Der Bundesgerichtshof hatte sich in der Entscheidung vom 6. Dezember 1984 (VII ZR 64/84, NJW 1986, 588) mit dem Sachverhalt zu befassen, daß der Kläger mit einem Teil der in einem Erstprozeß im Jahre 1976 rechtshängig gemachten Klageforderung gegen eine Forderung des Beklagten in einem von diesem im Jahre 1980 angestrengten Zwischenprozeß aufgerechnet und sodann im Erstprozeß die Hauptsache im Hinblick auf die im Zwischenprozeß erklärte Aufrechnung insoweit für erledigt erklärt hatte. Der Bundesgerichtshof hat eine Erledigung mit der Begründung angenommen, diese sei materiell eingetreten durch die begründete Aufrechnung der streitgegenständlichen Forderung mit ebenfalls begründeten Gegenforderungen des Beklagten; dies sei das "erledigende Ereignis". Da die Klage bis zu diesem Zeitpunkt zulässig und begründet gewesen sei, sei somit Erledigung eingetreten (aaO S. 589). Nach dem festgestellten Sachverhalt bestand allerdings kein Anhaltspunkt dafür, daß die Aufrechnungslage bereits vor Klageerhebung in dem Erstprozeß bestanden haben könnte.

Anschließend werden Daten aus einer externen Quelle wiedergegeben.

use crate::{get_username, web, MTX_LONG_TIMEOUT};
use chat::ChatOp;
use modals::Modals;
use std::sync::Arc;
use tls::Tls;
use xous::CID;
use xous_ipc::Buffer;

pub fn listen(
    server: &str,
    token: &str,
    room_id: &str,
    since: Option<&str>,
    filter: &str,
    chat_cid: CID,
) {
    let xns = xous_names::XousNames::new().unwrap();
    let modals = Modals::new(&xns).expect("can't connect to Modals server");
    log::info!("client_sync for {} ms...", MTX_LONG_TIMEOUT);

    let tls = Tls::new();
    let mut agent = ureq::builder()
        .tls_config(Arc::new(tls.client_config()))
        .build();
    if let Some((_since, events)) = web::client_sync(
        server,
        filter,
        since,
        MTX_LONG_TIMEOUT,
        &room_id,
        &token,
        &mut agent,
    ) {
        // TODO utilize "since"
        // and you probably want to have a look at Dialogue::MAX_BYTES

        // TODO resolve suspected race condition
        // This progress modal is masking a bug by slowing the loop down
        // Precursor "Guru Mediation" `voilated: nonNull::new_unchecked`
        modals
            .start_progress("Receiving events ...", 0, events.len() as u32, 0)
            .expect("no progress bar");
        let mut event_count = 0;
        for event in events {
            let sender = event.sender.unwrap_or("anon".to_string());
            let body = event.body.unwrap_or("...".to_string());
            let post = chat::Post {
                author: xous_ipc::String::from_str(&get_username(&sender)),
                timestamp: event.ts.unwrap_or(0),
                text: xous_ipc::String::from_str(&body),
                attach_url: None,
            };
            match Buffer::into_buf(post) {
                Ok(buf) => buf.send(chat_cid, ChatOp::PostAdd as u32).map(|_| ()),
                Err(_) => Err(xous::Error::InternalError),
            }
            .expect("failed to convert post into buffer");
            event_count += 1;
            modals
                .update_progress(event_count)
                .expect("no progress update");
        }
    }
    modals.finish_progress().expect("failed progress finish");
    // trigger the chat ui to save the dialogue to the pddb
    xous::send_message(
        chat_cid,
        xous::Message::new_scalar(ChatOp::DialogueSave as usize, 0, 0, 0, 0),
    )
    .expect("failed to send new inbound msgs");
}
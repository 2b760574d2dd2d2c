#![cfg_attr(target_os = "none", no_std)]

mod api;
pub use api::*;
mod consts;

mod sha256;
#[cfg(target_os = "xous")]
mod sha512;
#[cfg(not(target_os = "xous"))]
mod sha512_hosted;
#[cfg(not(target_os = "xous"))]
use sha512_hosted as sha512;

pub use digest::{self, Digest};
pub use sha256::{Sha224, Sha256};
pub use sha512::{Sha384, Sha512, Sha512Trunc224, Sha512Trunc256};
use crate::widgets::ActionApi;
impl ActionApi for Bip39Entry {
    fn set_action_opcode(&mut self, op: u32) { self.action_opcode = op }

    // take up all the space you got
    fn height(&self, _glyph_height: isize, _margin: isize, _modal: &Modal) -> isize {
        self.items.pane().br().y
    }

    fn key_action(&mut self, k: char) -> Option<ValidatorErr> {
        log::trace!("key_action: {}", k);
        match self.mode {
            Bip39Mode::WordList => {
                match k {
                    '←' | '→' | '↑' | '↓' => {
                        self.items.key_action(k);
                        None
                    }
                    '∴' | '\u{d}' => {
                        let selected = self.items.get_selected();
                        if selected == t!("bip39.pick_word", locales::LANG) {
                            self.insert_index = self.items.get_selected_index().1;
                            self.mode = Bip39Mode::OskEntry;
                            self.suggested_words.clear();
                            self.shortlist.clear();
                            self.user_input.clear();
                            self.is_insert = true;
                            None
                        } else if selected == t!("bip39.scan_qr_code", locales::LANG) {
                            unimplemented!();
                        } else if selected == t!("bip39.show_qr_code", locales::LANG) {
                            if let Some(bytes) = &self.payload {
                                let b64_bytes = base64::encode(bytes);
                                let qrcode = match QrCode::new(&b64_bytes) {
                                    Ok(code) => code,
                                    Err(e) => {
                                        log::error!("QR code couldn't encode data: {:?}", e);
                                        // don't redraw, just return to WordList mode
                                        self.mode = Bip39Mode::WordList;
                                        return None;
                                    }
                                };
                                self.qrwidth = qrcode.width();
                                log::info!(
                                    "qrcode {}x{} : {} bytes ",
                                    self.qrwidth,
                                    self.qrwidth,
                                    bytes.len()
                                );
                                self.qrcode.clear();
                                for color in qrcode.to_colors().iter() {
                                    match color {
                                        Color::Dark => self.qrcode.push(true),
                                        Color::Light => self.qrcode.push(false),
                                    }
                                }
                                self.mode = Bip39Mode::QrDisplay;
                            } else {
                                log::error!("Show QR code was selectable when no qr data is present!");
                                self.mode = Bip39Mode::WordList;
                            }
                            None
                        } else if selected == t!("bip39.done", locales::LANG) {
                            if let Some(data) = &self.payload {
                                let mut ret = Bip39EntryPayload::default();
                                ret.data[..data.len()].copy_from_slice(&data);
                                ret.len = data.len() as u32;

                                // relinquish focus before returning the result
                                self.items.gfx.release_modal().unwrap();
                                xous::yield_slice();

                                let buf = Buffer::into_buf(ret).expect("couldn't convert message to payload");
                                buf.send(self.action_conn, self.action_opcode)
                                    .map(|_| ())
                                    .expect("couldn't send action message");
                            } else {
                                panic!(
                                    "Illegal state: done should not be selectable with an invalid payload"
                                );
                            }
                            None
                        } else if selected == t!("bip39.cancel", locales::LANG) {
                            self.items.gfx.release_modal().unwrap();
                            xous::yield_slice();

                            let ret = Bip39EntryPayload::default(); // return a 0-length entry
                            let buf = Buffer::into_buf(ret).expect("couldn't convert message to payload");
                            buf.send(self.action_conn, self.action_opcode)
                                .map(|_| ())
                                .expect("couldn't send action message");
                            None
                        } else {
                            // we picked a word itself; allow for editing the word
                            self.insert_index = self.items.get_selected_index().1;
                            self.mode = Bip39Mode::OskEntry;
                            self.suggested_words.clear();
                            self.shortlist.clear();
                            // set to just the first four characters - the minimum for a unique word
                            self.user_input = selected.chars().take(4).collect();
                            None
                        }
                    }
                    _ => None,
                }
            }
            Bip39Mode::OskEntry => {
                match k {
                    '←' | '→' | '↑' | '↓' => {
                        self.osk.key_action(k);
                        None
                    }
                    '∴' | '\u{d}' => {
                        let selection = self.osk.get_selected();
                        match selection {
                            "⬅" => {
                                // remove the last character
                                if let Some(idx) = self.user_input.char_indices().rev().next().map(|(i, _)| i)
                                {
                                    self.user_input.truncate(idx);
                                }
                            }
                            "✖" => {
                                // delete the current list entry
                                self.items.delete_selected();
                                self.mode = Bip39Mode::WordList;
                            }
                            "➕" => {
                                self.user_input.clear();
                                self.suggested_words.clear();
                                self.shortlist.clear();
                                // reset to picking a word so it's clear the command "took"
                                self.osk.set_selected(1, 1).ok();
                                self.is_insert = true;
                            }
                            "↩" => {
                                self.mode = Bip39Mode::WordList;
                            }
                            _ => {
                                self.user_input.push_str(selection);
                                self.suggested_words = suggest_bip39(&self.user_input);
                                if self.suggested_words.len() <= SUGGEST_THRESH {
                                    self.shortlist.clear();
                                    for word in self.suggested_words.iter() {
                                        self.shortlist.add_item(0, &word);
                                    }
                                    self.shortlist.add_item(0, "⬅");
                                    self.mode = Bip39Mode::ShortList;
                                }
                            }
                        }
                        None
                    }
                    _ => None,
                }
            }
            Bip39Mode::ShortList => {
                match k {
                    '←' | '→' | '↑' | '↓' => {
                        self.shortlist.key_action(k);
                        None
                    }
                    '∴' | '\u{d}' => {
                        let selection = self.shortlist.get_selected();
                        match selection {
                            "⬅" => {
                                // remove the last character
                                if let Some(idx) = self.user_input.char_indices().rev().next().map(|(i, _)| i)
                                {
                                    self.user_input.truncate(idx);
                                }
                                self.mode = Bip39Mode::OskEntry;
                            }
                            _ => {
                                // picked a word
                                if self.is_insert {
                                    self.items.insert_item(0, self.insert_index, selection);
                                } else {
                                    self.items.update_selected(selection);
                                }
                                self.mode = Bip39Mode::WordList;

                                self.is_insert = false;
                                // see if the list is complete
                                if let Some(full_list) = self.items.get_column(0) {
                                    let word_list =
                                        &full_list[..full_list.len().saturating_sub(self.extra_items)];
                                    if let Ok(bytes) = bip39_to_bytes(&word_list.to_vec()) {
                                        self.payload = Some(bytes);
                                        self.items.replace_with(
                                            0,
                                            t!("bip39.cancel", locales::LANG),
                                            t!("bip39.done", locales::LANG),
                                        );
                                        self.items.replace_with(
                                            0,
                                            t!("bip39.scan_qr_code", locales::LANG),
                                            t!("bip39.show_qr_code", locales::LANG),
                                        );
                                    } else {
                                        self.payload = None;
                                        self.items.replace_with(
                                            0,
                                            t!("bip39.done", locales::LANG),
                                            t!("bip39.cancel", locales::LANG),
                                        );
                                        self.items.replace_with(
                                            0,
                                            t!("bip39.show_qr_code", locales::LANG),
                                            t!("bip39.scan_qr_code", locales::LANG),
                                        );
                                    }
                                }
                            }
                        }
                        None
                    }
                    _ => None,
                }
            }
            Bip39Mode::QrDisplay => {
                // return to word list mode on any key press
                self.mode = Bip39Mode::WordList;
                None
            }
        }
    }

    fn redraw(&self, _at_height: isize, modal: &Modal) {
        match self.mode {
            Bip39Mode::WordList => {
                self.items.draw(0);
            }
            Bip39Mode::OskEntry => {
                let key = self.osk.get_selected();
                let top_text = match key {
                    "✖" => t!("bip39.delete_word", locales::LANG),
                    "➕" => t!("bip39.insert_word", locales::LANG),
                    "↩" => t!("bip39.cancel_entry", locales::LANG),
                    "⬅" => {
                        // continue to show the old input until the key is selected
                        &self.user_input
                    }
                    _ => &self.user_input,
                };
                // update the top work-in-progress bar
                let pane = self.items.pane();
                let mut tv = TextView::new(
                    Gid::dummy(),
                    TextBounds::BoundingBox(Rectangle::new(
                        Point::new(0, 0),
                        Point::new(pane.width() as isize, self.osk.row_height() as isize),
                    )),
                );
                tv.margin = Point::new(0, 0);
                tv.style = self.osk.get_style();
                tv.ellipsis = true;
                tv.invert = false;
                tv.draw_border = false;
                tv.write_str(top_text).ok();
                self.osk.gfx.draw_textview(&mut tv).ok();

                self.osk.draw(self.osk.row_height() as isize);
            }
            Bip39Mode::ShortList => {
                self.shortlist.draw(0);
            }
            Bip39Mode::QrDisplay => {
                self.draw_qrcode(0, modal);
            }
        }
    }
}
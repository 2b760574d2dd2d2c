use utralib::generated::*;
use xous_kernel::PID;

use crate::mem::MemoryManager;

const FB_WIDTH_WORDS: usize = 11;
const FB_WIDTH_PIXELS: usize = 336;
const FB_LINES: usize = 536;
const FB_SIZE: usize = FB_WIDTH_WORDS * FB_LINES; // 44 bytes by 536 lines
// this font is from the embedded graphics crate https://docs.rs/embedded-graphics/0.7.1/embedded_graphics/
const FONT_IMAGE: &'static [u8] = include_bytes!("font6x12_1bpp.raw");
const CHAR_HEIGHT: u32 = 12;
const CHAR_WIDTH: u32 = 6;
const FONT_IMAGE_WIDTH: u32 = 96;
const LEFT_MARGIN: i16 = 2;

const LCD_CONTROL_VIRT: usize = 0xffcb_0000;
const LCD_FB_VIRT: usize = 0xffca_0000;

#[derive(Clone, Copy)]
struct Point {
    x: i16,
    y: i16,
}

pub struct ErrorWriter {
    gfx: Gfx,
    point: Point,
}

impl ErrorWriter {
    pub fn new() -> Result<ErrorWriter, &'static str> {
        let gfx = Gfx::new()?;
        let point = Point { x: LEFT_MARGIN, y: 15 };
        Ok(ErrorWriter { gfx, point })
    }
}

impl core::fmt::Write for ErrorWriter {
    fn write_str(&mut self, s: &str) -> core::fmt::Result {
        let mut point = self.point;
        self.gfx.msg(s, &mut point);
        self.point = point;
        Ok(())
    }
}

#[derive(PartialEq, Eq)]
enum Color {
    Light,
    Dark,
}

struct Gfx {
    csr: utralib::CSR<u32>,
    fb: &'static mut [u32],
}

impl Gfx {
    pub fn new() -> Result<Gfx, &'static str> {
        // Steal the LCD from userspace
        if MemoryManager::with_mut(|memory_manager| {
            crate::arch::mem::map_page_inner(
                memory_manager,
                PID::new(1).unwrap(),
                HW_MEMLCD_BASE as usize,
                LCD_CONTROL_VIRT,
                xous_kernel::MemoryFlags::R | xous_kernel::MemoryFlags::W,
                false,
            )
        })
        .is_err()
        {
            return Err("unable to map LCD");
        }

        // Steal the LCD from userspace
        for i in (0..(FB_WIDTH_WORDS * FB_LINES * 4 + 4096)).step_by(4096) {
            if MemoryManager::with_mut(|memory_manager| {
                crate::arch::mem::map_page_inner(
                    memory_manager,
                    PID::new(1).unwrap(),
                    HW_MEMLCD_MEM as usize + i,
                    LCD_FB_VIRT + i,
                    xous_kernel::MemoryFlags::R | xous_kernel::MemoryFlags::W,
                    false,
                )
            })
            .is_err()
            {
                return Err("unable to map LCD");
            }
        }
        let mut gfx = Gfx {
            csr: CSR::new(LCD_CONTROL_VIRT as *mut u32),
            fb: unsafe { core::slice::from_raw_parts_mut(LCD_FB_VIRT as *mut u32, FB_SIZE) },
        };

        gfx.init(100_000_000);

        for (i, word) in gfx.fb.iter_mut().enumerate() {
            if i % 2 == 0 {
                *word = 0xAAAA_AAAA;
            } else {
                *word = 0x5555_5555;
            }
        }
        Ok(gfx)
    }

    pub fn init(&mut self, clk_mhz: u32) {
        self.csr.wfo(utra::memlcd::PRESCALER_PRESCALER, (clk_mhz / 2_000_000) - 1);
    }

    #[allow(dead_code)]
    pub fn update_all(&mut self) { self.csr.wfo(utra::memlcd::COMMAND_UPDATEALL, 1); }

    pub fn update_dirty(&mut self) { self.csr.wfo(utra::memlcd::COMMAND_UPDATEDIRTY, 1); }

    pub fn busy(&self) -> bool { self.csr.rf(utra::memlcd::BUSY_BUSY) == 1 }

    pub fn flush(&mut self) {
        self.update_dirty();
        while self.busy() {}
        // clear the dirty bits
        for lines in 0..FB_LINES {
            self.fb[lines * FB_WIDTH_WORDS + (FB_WIDTH_WORDS - 1)] &= 0x0000_FFFF;
        }
    }

    fn char_offset(&self, c: u8) -> u32 {
        let fallback = b' ' as u32 - b' ' as u32;
        if c < b' ' {
            return fallback;
        }
        if c <= b'~' {
            return c as u32 - b' ' as u32;
        }
        fallback
    }

    pub fn msg(&mut self, text: &str, pos: &mut Point) {
        // this routine is adapted from the embedded graphics crate https://docs.rs/embedded-graphics/0.7.1/embedded_graphics/
        let char_per_row = FONT_IMAGE_WIDTH / CHAR_WIDTH;
        for current_char in text.as_bytes() {
            let mut char_walk_x = 0;
            let mut char_walk_y = 0;

            // See if we need to wrap. We do this at the top in order to avoid
            // inserting an extra lf if the line is exactly as wide as the screen.
            if *current_char != b'\n'
                && *current_char != b'\r'
                && pos.x + (3 * CHAR_WIDTH as i16) >= FB_WIDTH_PIXELS as i16 - LEFT_MARGIN
            {
                // Line wrapping
                pos.x = LEFT_MARGIN as i16;
                pos.y += CHAR_HEIGHT as i16;
            }

            loop {
                // Char _code_ offset from first char, most often a space
                // E.g. first char = ' ' (32), target char = '!' (33), offset = 33 - 32 = 1
                let char_offset = self.char_offset(*current_char);
                let row = char_offset / char_per_row;

                // Top left corner of character, in pixels
                let char_x = (char_offset - (row * char_per_row)) * CHAR_WIDTH;
                let char_y = row * CHAR_HEIGHT;

                // Bit index
                // = X pixel offset for char
                // + Character row offset (row 0 = 0, row 1 = (192 * 8) = 1536)
                // + X offset for the pixel block that comprises this char
                // + Y offset for pixel block
                let bitmap_bit_index =
                    char_x + (FONT_IMAGE_WIDTH * char_y) + char_walk_x + (char_walk_y * FONT_IMAGE_WIDTH);

                let bitmap_byte = bitmap_bit_index / 8;
                let bitmap_bit = 7 - (bitmap_bit_index % 8);

                let color = if FONT_IMAGE[bitmap_byte as usize] & (1 << bitmap_bit) != 0 {
                    Color::Light
                } else {
                    Color::Dark
                };

                let x = pos.x + CHAR_WIDTH as i16 + char_walk_x as i16;
                let y = pos.y + char_walk_y as i16;

                // draw color at x, y
                if (*current_char != b'\r') && (*current_char != b'\n') {
                    // don't draw CRLF specials
                    self.draw_pixel(Point { x, y }, color);
                }

                char_walk_x += 1;

                if char_walk_x >= CHAR_WIDTH {
                    char_walk_x = 0;
                    char_walk_y += 1;

                    // Done with this char, move on to the next one
                    if char_walk_y >= CHAR_HEIGHT {
                        if *current_char == b'\n' {
                            // '\n'
                            pos.x = LEFT_MARGIN as i16;
                            pos.y += CHAR_HEIGHT as i16;
                        } else if *current_char == b'\r' {
                            // '\r'
                        } else {
                            pos.x += CHAR_WIDTH as i16;
                        }

                        break;
                    }
                }
            }
        }
        self.flush();
    }

    pub fn draw_pixel(&mut self, pix: Point, color: Color) {
        let mut clip_y: usize = pix.y as usize;
        if clip_y >= FB_LINES {
            clip_y = FB_LINES - 1;
        }
        let clip_x: usize = pix.x as usize;
        if clip_x >= FB_WIDTH_PIXELS {
            clip_y = FB_WIDTH_PIXELS - 1;
        }
        if color == Color::Light {
            self.fb[(clip_x + clip_y * FB_WIDTH_WORDS * 32) / 32] |= 1 << (clip_x % 32)
        } else {
            self.fb[(clip_x + clip_y * FB_WIDTH_WORDS * 32) / 32] &= !(1 << (clip_x % 32))
        }
        // set the dirty bit on the line that contains the pixel
        self.fb[clip_y * FB_WIDTH_WORDS + (FB_WIDTH_WORDS - 1)] |= 0x1_0000;
    }
}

c) Der Senat schließt sich auch für den Fall, daß die Aufrechnungslage bereits vor Rechtshängigkeit der Klageforderung bestanden hat, der Auffas-
sung an, daß nicht die Aufrechnungslage, sondern erst die Aufrechnung als solche, also die Aufrechnungserklärung, das erledigende Ereignis darstellt.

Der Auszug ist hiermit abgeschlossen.